The short answer is that (by definition) "-0.0 is less than 0.0" in all the methods provided by the Double class (that is, equals(), compare(), compareTo(), etc)
Double allows all floating point numbers to be "totally ordered on a number line". Primitives behave the way a user will think of things (a real world definition) ... 0d = -0d
The following snippets illustrate the behaviour ...
final double d1 = 0d, d2 = -0d; System.out.println(d1 == d2); //prints ... true System.out.println(d1 < d2); //prints ... false System.out.println(d2 < d1); //prints ... false System.out.println(Double.compare(d1, d2)); //prints ... 1 System.out.println(Double.compare(d2, d1)); //prints ... -1There are other posts that are relevant and nicely explain the background ...
1: Why do floating-point numbers have signed zeros?
2: Why is Java's Double.compare(double, double) implemented the way it is?
And a word of caution ...
If you don't know that, in the Double class, "-0.0 is less than 0.0", you may get caught out when using methods like equals() and compare() and compareTo() from Double in logic tests.

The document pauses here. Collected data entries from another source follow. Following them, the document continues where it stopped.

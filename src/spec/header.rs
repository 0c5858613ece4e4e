// Copyright (c) 2021 Harry [Majored] [hello@majored.pw]
// MIT License (https://github.com/Majored/rs-async-zip/blob/main/LICENSE)

use crate::error::Result;
use crate::spec::consts::{
    CDH_SIGNATURE, DATA_DESCRIPTOR_SIGNATURE, EOCDR_SIGNATURE, LFH_SIGNATURE, ZIP64_EOCDL_SIGNATURE,
    ZIP64_EOCDR_SIGNATURE, ZIP64_EXTRA_FIELD_ID,
};
use crate::spec::pack::{pack_fields, Field};
use crate::spec::packed;

// https://github.com/Majored/rs-async-zip/blob/main/SPECIFICATION.md#444
#[derive(Debug, Default, Clone, Copy, PartialEq, Eq)]
pub struct GeneralPurposeFlag {
    pub data_descriptor: bool,
    pub filename_unicode: bool,
}

impl GeneralPurposeFlag {
    pub fn as_u16(&self) -> u16 {
        let data_descriptor: u16 = match self.data_descriptor {
            false => 0x0,
            true => 0x8,
        };
        let filename_unicode: u16 = match self.filename_unicode {
            false => 0x0,
            true => 0x800,
        };

        data_descriptor | filename_unicode
    }
}

packed! {
    // https://github.com/Majored/rs-async-zip/blob/main/SPECIFICATION.md#437
    LocalFileHeader, LFH_SIGNATURE, {
        version: u16 => U16,
        flags: u16 => U16,
        compression: u16 => U16,
        // last mod file time & date, packed together as a single MS-DOS timestamp
        mod_time: u32 => U32,
        crc: u32 => U32,
        compressed_size: u32 => U32,
        uncompressed_size: u32 => U32,
        file_name_length: u64 => U16,
        extra_field_length: u64 => U16,
    }
}

packed! {
    // https://github.com/Majored/rs-async-zip/blob/main/SPECIFICATION.md#439
    //
    // Always the ZIP64 form so that the record shape doesn't depend upon the entry's size.
    DataDescriptor, DATA_DESCRIPTOR_SIGNATURE, {
        crc: u32 => U32,
        compressed_size: u64 => U64,
        uncompressed_size: u64 => U64,
    }
}

packed! {
    // https://github.com/Majored/rs-async-zip/blob/main/SPECIFICATION.md#4312
    CentralDirectoryRecord, CDH_SIGNATURE, {
        v_made_by: u16 => U16,
        v_needed: u16 => U16,
        flags: u16 => U16,
        compression: u16 => U16,
        mod_time: u32 => U32,
        crc: u32 => U32,
        compressed_size: u32 => U32,
        uncompressed_size: u32 => U32,
        file_name_length: u64 => U16,
        extra_field_length: u64 => U16,
        file_comment_length: u64 => U16,
        disk_start: u16 => U16,
        inter_attr: u16 => U16,
        exter_attr: u32 => U32,
        lh_offset: u32 => U32,
    }
}

packed! {
    // https://github.com/Majored/rs-async-zip/blob/main/SPECIFICATION.md#4314
    Zip64EndOfCentralDirectoryRecord, ZIP64_EOCDR_SIGNATURE, {
        // size of zip64 end of central directory record, minus the leading 12 bytes
        size_of_record: u64 => U64,
        version_made_by: u16 => U16,
        version_needed: u16 => U16,
        number_of_this_disk: u32 => U32,
        disk_with_start_of_cd: u32 => U32,
        total_entries_in_cd_on_this_disk: u64 => U64,
        total_entries_in_cd: u64 => U64,
        size_of_cd: u64 => U64,
        offset_start_of_cd: u64 => U64,
    }
}

packed! {
    // https://github.com/Majored/rs-async-zip/blob/main/SPECIFICATION.md#4315
    Zip64EndOfCentralDirectoryLocator, ZIP64_EOCDL_SIGNATURE, {
        disk_with_start_eocdr: u32 => U32,
        relative_offset_eocdr: u64 => U64,
        total_disks: u32 => U32,
    }
}

packed! {
    // https://github.com/Majored/rs-async-zip/blob/main/SPECIFICATION.md#4316
    EndOfCentralDirectoryRecord, EOCDR_SIGNATURE, {
        disk_num: u16 => U16,
        start_cent_dir_disk: u16 => U16,
        num_of_entries_disk: u16 => U16,
        num_of_entries: u16 => U16,
        size_cent_dir: u32 => U32,
        cent_dir_offset: u32 => U32,
        file_comm_length: u64 => U16,
    }
}

/// An extended information extra field for ZIP64.
/// https://github.com/Majored/rs-async-zip/blob/main/SPECIFICATION.md#453
#[derive(Debug, Clone, Copy, PartialEq, Eq)]
pub enum Zip64ExtendedInformationExtraField {
    /// Reserves room in a local file header; the real values follow in the data descriptor.
    LocalPlaceholder,
    /// Carries the true 64-bit values a central directory record saturates.
    Central { uncompressed_size: u64, compressed_size: u64, relative_header_offset: u64 },
}

impl Zip64ExtendedInformationExtraField {
    pub fn as_bytes(&self) -> Result<Vec<u8>> {
        match *self {
            Self::LocalPlaceholder => pack_fields(&[
                Field::U16(ZIP64_EXTRA_FIELD_ID.into()),
                Field::U16(16),
                Field::U32(0),
                Field::U32(0),
                Field::U32(0),
                Field::U32(0),
            ]),
            Self::Central { uncompressed_size, compressed_size, relative_header_offset } => pack_fields(&[
                Field::U16(ZIP64_EXTRA_FIELD_ID.into()),
                Field::U16(24),
                Field::U64(uncompressed_size),
                Field::U64(compressed_size),
                Field::U64(relative_header_offset),
            ]),
        }
    }
}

For example, look at ...
final double d3 = -0d; // try this code with d3 = 0d; for comparison if (d3 < 0d) { System.out.println("Pay 1 million pounds penalty"); } else { System.out.println("Good things happen"); // this line prints } if (Double.compare(d3, 0d) < 0) { //use Double.compare(d3, -0d) to match the above behaviour System.out.println("Pay 1 million pounds penalty"); // this line prints } else { System.out.println("Good things happen"); }and for equals you might try ... new Double(d3).equals(0d) || new Double(d3).equals(-0d)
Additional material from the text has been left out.